[Opening DATA SUPPLIED section]

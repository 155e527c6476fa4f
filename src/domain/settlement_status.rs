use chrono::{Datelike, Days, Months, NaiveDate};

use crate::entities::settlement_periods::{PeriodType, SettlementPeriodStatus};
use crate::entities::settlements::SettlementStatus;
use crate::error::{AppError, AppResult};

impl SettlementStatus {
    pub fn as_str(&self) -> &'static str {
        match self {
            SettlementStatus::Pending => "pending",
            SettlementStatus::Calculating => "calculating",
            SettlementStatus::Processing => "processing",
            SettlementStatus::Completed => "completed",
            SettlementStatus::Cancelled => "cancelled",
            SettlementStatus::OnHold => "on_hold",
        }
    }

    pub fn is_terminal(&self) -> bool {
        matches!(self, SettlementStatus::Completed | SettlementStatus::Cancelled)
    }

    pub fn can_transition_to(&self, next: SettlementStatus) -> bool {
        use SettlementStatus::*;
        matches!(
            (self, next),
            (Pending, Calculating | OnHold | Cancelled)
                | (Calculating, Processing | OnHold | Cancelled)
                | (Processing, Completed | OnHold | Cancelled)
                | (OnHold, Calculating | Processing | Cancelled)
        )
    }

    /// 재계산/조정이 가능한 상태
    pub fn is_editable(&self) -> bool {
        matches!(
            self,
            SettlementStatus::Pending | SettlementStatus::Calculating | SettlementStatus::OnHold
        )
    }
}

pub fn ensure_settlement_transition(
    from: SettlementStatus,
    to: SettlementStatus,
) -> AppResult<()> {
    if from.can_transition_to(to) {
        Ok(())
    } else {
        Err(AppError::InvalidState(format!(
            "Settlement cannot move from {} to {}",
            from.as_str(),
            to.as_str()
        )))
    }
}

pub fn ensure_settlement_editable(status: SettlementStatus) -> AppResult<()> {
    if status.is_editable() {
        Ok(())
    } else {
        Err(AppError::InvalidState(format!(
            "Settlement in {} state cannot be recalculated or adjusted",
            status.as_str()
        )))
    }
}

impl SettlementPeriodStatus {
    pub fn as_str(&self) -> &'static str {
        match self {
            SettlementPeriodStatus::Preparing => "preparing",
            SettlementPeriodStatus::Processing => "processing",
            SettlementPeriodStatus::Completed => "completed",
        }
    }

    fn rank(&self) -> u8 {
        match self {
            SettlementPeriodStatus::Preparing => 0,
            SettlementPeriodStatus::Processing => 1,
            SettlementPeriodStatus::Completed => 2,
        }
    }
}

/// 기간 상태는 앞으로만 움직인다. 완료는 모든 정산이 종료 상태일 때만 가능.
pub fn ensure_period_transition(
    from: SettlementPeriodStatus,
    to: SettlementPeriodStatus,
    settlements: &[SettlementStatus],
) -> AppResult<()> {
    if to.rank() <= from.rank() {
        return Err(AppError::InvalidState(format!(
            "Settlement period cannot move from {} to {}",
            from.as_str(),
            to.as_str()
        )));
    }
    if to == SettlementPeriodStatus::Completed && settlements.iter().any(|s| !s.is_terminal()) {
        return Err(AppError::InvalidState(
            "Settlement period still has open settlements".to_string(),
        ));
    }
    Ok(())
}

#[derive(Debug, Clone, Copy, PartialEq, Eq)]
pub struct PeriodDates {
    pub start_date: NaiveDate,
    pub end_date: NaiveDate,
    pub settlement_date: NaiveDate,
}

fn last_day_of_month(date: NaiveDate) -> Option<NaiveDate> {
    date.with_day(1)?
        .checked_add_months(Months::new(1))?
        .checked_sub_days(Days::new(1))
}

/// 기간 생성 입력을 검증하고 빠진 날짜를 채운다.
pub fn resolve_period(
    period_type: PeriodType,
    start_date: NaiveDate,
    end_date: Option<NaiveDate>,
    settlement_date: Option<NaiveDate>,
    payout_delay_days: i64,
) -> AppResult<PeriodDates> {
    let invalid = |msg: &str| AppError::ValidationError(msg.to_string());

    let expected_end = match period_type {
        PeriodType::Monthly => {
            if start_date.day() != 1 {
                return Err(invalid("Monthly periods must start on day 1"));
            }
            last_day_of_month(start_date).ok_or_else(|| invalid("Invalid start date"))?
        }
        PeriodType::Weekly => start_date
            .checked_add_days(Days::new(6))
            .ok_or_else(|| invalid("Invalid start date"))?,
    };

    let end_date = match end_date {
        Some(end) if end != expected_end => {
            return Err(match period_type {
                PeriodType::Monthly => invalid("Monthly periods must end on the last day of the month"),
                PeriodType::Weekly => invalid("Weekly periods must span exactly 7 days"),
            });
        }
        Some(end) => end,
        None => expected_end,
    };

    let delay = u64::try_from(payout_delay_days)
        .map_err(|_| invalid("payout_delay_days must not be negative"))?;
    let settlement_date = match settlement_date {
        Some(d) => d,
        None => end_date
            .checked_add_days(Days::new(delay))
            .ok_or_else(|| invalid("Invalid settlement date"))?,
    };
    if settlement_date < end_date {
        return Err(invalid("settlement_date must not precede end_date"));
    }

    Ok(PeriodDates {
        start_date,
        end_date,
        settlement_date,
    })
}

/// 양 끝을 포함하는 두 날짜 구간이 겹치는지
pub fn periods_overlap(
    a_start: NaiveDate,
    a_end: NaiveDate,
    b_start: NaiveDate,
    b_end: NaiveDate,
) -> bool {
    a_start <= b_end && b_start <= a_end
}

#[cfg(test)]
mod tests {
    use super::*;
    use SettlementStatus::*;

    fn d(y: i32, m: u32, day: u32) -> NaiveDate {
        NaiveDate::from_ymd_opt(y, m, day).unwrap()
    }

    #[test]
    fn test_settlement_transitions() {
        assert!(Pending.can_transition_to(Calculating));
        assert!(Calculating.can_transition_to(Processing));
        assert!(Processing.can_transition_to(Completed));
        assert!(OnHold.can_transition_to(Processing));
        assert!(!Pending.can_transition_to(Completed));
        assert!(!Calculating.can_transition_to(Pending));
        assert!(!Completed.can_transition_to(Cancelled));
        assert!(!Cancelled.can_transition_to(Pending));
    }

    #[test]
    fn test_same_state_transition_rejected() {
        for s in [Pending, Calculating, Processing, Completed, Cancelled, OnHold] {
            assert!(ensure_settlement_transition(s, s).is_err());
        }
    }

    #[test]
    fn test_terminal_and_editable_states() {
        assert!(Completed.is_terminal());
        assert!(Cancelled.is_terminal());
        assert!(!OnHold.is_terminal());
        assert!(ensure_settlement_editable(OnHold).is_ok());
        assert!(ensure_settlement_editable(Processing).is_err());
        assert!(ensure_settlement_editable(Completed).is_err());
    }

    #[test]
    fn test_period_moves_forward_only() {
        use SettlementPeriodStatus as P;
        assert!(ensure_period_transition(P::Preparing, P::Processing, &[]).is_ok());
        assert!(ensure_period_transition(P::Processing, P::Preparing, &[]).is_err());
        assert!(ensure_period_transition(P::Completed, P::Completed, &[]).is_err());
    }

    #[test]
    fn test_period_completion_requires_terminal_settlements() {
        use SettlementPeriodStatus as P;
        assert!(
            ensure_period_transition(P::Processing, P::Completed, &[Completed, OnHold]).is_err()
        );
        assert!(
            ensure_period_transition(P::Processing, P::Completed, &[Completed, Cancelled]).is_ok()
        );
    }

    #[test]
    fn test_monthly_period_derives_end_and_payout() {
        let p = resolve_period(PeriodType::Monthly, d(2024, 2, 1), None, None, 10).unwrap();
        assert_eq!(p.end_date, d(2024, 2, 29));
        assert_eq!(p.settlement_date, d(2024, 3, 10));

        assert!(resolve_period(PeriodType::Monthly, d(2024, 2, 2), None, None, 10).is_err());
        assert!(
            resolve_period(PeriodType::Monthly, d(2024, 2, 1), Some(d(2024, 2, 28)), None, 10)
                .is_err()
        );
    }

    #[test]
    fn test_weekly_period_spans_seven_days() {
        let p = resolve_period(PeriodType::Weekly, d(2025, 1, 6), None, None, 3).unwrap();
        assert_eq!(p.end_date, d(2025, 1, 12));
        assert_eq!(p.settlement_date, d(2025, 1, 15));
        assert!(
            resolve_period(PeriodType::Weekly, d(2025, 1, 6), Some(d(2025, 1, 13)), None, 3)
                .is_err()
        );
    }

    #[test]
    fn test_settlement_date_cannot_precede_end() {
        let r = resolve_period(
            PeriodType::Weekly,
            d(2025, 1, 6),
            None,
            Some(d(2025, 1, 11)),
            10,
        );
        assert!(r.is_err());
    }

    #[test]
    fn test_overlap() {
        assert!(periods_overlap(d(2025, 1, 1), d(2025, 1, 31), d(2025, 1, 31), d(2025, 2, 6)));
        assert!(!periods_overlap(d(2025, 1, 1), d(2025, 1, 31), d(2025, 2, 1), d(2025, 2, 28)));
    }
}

[Closing DATA SUPPLIED section]
[Opening DATA SUPPLIED section]

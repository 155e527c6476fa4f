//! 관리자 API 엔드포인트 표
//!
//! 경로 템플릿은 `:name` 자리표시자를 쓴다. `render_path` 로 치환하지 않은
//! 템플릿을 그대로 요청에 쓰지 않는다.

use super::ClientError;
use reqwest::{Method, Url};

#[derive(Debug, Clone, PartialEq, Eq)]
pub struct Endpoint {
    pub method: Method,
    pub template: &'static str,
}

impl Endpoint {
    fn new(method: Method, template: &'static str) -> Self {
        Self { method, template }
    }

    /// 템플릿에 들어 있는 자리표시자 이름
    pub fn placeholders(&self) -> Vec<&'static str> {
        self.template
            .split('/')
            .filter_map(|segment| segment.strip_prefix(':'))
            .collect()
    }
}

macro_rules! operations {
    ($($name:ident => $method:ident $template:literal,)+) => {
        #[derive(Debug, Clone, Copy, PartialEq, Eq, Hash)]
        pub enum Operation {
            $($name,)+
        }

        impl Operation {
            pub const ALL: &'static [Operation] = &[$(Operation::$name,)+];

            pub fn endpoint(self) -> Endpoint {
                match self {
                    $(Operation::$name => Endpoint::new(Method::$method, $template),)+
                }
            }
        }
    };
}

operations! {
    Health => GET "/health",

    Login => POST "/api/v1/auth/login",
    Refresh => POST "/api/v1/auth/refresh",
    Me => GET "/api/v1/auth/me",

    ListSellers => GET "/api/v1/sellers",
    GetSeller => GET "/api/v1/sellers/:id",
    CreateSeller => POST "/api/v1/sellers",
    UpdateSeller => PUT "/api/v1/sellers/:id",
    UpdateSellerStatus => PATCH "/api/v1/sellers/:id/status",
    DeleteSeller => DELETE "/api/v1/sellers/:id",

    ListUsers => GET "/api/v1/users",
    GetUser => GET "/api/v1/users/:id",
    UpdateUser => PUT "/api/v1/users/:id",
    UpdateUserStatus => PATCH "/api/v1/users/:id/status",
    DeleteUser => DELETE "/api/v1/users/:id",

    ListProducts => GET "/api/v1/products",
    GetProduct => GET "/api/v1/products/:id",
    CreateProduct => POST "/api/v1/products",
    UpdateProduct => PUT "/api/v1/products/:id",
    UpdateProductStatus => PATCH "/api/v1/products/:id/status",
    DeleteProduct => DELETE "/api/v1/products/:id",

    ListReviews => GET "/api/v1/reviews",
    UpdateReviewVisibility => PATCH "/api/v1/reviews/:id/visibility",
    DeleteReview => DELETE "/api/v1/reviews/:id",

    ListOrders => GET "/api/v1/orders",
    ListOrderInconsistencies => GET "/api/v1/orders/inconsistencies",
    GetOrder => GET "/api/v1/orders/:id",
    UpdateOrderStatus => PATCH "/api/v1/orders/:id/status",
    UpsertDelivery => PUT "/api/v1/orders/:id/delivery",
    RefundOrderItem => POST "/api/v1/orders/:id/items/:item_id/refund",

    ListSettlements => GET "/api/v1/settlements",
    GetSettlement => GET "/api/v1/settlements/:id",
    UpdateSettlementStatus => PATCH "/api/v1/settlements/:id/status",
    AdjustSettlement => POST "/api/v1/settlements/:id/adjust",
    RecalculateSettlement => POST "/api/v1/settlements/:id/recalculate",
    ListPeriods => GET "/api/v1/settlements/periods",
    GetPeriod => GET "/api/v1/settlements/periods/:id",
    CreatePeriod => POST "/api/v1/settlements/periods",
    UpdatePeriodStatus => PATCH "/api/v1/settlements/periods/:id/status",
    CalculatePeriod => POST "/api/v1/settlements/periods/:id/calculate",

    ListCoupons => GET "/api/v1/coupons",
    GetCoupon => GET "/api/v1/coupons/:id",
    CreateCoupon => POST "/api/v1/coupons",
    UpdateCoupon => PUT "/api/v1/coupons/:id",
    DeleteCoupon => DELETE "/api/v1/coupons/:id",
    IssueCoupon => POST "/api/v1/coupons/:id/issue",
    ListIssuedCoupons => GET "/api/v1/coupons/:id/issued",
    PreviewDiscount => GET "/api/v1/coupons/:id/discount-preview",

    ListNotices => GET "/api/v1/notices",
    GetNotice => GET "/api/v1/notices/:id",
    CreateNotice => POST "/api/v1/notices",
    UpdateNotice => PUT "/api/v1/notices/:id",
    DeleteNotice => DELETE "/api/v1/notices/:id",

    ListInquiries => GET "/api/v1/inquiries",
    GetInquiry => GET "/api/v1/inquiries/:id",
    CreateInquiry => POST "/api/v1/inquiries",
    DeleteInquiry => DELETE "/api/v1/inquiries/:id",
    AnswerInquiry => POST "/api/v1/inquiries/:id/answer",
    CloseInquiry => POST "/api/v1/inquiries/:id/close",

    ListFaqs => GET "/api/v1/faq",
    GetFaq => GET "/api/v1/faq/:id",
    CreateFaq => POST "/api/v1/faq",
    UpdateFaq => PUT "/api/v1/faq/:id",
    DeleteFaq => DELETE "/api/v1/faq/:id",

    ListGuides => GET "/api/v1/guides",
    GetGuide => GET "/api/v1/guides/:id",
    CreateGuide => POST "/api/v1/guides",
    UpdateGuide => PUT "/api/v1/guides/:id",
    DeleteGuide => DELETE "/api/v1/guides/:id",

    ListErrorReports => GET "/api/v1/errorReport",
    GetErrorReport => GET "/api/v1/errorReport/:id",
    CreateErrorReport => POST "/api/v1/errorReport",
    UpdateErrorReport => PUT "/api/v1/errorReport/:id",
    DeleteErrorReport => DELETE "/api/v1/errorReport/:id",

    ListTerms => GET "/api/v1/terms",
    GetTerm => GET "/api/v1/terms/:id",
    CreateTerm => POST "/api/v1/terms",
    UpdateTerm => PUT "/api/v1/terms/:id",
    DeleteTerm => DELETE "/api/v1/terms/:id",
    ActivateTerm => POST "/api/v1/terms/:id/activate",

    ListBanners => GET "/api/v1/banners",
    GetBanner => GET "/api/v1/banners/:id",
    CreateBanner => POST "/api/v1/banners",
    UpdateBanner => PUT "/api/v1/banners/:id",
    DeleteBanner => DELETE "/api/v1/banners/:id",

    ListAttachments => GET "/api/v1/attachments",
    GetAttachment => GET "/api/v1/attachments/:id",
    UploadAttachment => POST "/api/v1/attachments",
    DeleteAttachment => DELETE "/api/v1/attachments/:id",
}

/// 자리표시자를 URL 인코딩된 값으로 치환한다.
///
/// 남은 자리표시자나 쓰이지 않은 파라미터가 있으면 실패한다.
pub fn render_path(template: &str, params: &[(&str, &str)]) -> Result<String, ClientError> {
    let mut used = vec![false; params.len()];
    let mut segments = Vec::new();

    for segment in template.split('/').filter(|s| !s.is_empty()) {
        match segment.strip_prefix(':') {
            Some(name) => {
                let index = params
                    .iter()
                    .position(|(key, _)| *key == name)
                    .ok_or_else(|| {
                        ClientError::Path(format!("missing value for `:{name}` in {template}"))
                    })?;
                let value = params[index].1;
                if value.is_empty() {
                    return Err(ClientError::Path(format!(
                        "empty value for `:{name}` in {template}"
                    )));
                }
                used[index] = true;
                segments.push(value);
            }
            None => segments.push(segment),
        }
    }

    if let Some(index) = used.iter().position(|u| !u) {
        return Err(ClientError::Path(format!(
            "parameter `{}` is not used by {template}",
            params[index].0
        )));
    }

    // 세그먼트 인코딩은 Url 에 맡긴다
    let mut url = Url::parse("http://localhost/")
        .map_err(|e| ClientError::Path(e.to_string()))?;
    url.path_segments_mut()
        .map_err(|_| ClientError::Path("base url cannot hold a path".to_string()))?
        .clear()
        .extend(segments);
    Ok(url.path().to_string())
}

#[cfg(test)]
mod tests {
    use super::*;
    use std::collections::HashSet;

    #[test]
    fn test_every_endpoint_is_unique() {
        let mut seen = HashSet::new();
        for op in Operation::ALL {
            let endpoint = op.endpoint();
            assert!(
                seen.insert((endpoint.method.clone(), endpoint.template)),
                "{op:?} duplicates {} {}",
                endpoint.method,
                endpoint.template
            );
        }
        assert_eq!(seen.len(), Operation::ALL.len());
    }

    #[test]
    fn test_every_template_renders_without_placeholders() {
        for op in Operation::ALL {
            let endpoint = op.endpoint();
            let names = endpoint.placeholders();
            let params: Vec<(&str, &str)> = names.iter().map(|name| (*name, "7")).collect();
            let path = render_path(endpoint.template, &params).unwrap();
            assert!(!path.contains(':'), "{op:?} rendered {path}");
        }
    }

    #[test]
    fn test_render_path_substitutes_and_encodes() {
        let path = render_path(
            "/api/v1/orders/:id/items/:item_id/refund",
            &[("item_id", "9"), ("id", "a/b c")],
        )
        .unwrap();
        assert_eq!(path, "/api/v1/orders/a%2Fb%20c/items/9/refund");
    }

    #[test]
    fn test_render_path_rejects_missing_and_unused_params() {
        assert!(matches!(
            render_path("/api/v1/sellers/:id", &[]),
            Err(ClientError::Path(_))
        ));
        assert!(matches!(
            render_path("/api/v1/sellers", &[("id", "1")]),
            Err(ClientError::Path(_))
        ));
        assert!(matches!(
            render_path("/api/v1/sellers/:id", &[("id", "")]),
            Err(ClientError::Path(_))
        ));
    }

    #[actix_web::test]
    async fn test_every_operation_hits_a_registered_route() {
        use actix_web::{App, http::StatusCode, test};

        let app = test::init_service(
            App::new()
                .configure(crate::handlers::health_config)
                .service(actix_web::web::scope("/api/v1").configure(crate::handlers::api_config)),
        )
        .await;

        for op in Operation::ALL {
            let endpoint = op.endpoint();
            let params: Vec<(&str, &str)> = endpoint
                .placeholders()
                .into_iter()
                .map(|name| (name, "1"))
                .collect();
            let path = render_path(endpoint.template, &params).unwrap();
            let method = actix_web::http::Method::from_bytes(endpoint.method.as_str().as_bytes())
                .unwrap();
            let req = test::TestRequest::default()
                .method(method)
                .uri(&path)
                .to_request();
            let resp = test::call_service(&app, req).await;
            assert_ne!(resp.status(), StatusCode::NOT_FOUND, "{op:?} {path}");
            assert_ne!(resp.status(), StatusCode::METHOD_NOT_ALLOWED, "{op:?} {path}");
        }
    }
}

[Closing DATA SUPPLIED section]

**EXERCISE DETAILS**: Out of the records above, pull the lines that include the word "orders".

**THE ANSWER**:
    ListOrders => GET "/api/v1/orders",
    ListOrderInconsistencies => GET "/api/v1/orders/inconsistencies",
    GetOrder => GET "/api/v1/orders/:id",
    UpdateOrderStatus => PATCH "/api/v1/orders/:id/status",
    UpsertDelivery => PUT "/api/v1/orders/:id/delivery",
    RefundOrderItem => POST "/api/v1/orders/:id/items/:item_id/refund",
            "/api/v1/orders/:id/items/:item_id/refund",
        assert_eq!(path, "/api/v1/orders/a%2Fb%20c/items/9/refund");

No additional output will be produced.